___ Source material ___

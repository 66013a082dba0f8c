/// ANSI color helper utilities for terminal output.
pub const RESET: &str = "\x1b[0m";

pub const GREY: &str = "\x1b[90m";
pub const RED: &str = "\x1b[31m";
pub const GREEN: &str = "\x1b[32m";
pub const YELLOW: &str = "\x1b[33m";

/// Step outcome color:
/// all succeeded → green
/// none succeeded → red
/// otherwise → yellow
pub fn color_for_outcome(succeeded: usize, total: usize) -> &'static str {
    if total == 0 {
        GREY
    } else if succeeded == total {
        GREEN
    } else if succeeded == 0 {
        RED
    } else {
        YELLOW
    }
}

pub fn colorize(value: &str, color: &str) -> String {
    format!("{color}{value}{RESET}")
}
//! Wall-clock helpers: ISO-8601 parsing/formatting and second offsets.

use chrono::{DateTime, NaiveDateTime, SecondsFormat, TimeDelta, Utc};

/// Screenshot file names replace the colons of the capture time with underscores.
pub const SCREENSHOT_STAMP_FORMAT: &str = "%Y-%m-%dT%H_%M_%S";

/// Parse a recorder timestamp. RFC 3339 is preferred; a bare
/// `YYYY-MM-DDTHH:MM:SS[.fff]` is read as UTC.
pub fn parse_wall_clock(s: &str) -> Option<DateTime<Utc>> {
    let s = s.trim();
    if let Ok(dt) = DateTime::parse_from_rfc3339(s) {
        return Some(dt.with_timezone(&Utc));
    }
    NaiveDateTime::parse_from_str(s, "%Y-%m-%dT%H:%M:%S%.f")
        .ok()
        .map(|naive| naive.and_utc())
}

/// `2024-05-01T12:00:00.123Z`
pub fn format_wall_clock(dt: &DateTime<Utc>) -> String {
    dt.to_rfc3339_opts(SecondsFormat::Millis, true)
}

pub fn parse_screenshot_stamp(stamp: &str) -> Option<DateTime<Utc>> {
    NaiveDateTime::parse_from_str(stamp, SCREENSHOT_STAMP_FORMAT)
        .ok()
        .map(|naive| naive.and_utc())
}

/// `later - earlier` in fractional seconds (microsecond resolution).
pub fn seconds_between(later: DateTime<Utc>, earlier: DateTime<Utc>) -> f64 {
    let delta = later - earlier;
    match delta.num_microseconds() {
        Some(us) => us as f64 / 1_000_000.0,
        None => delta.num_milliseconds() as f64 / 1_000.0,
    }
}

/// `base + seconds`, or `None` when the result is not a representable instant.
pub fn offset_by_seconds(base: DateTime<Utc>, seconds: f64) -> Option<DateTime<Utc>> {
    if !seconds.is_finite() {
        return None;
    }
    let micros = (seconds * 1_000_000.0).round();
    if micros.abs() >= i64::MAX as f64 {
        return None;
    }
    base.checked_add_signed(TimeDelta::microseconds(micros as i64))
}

___

> **What you will do**
Filter the entries down to the lines holding the string "succeeded". Copy each of those lines.

> **Response for this exercise**
/// all succeeded → green
/// none succeeded → red
pub fn color_for_outcome(succeeded: usize, total: usize) -> &'static str {
    } else if succeeded == total {
    } else if succeeded == 0 {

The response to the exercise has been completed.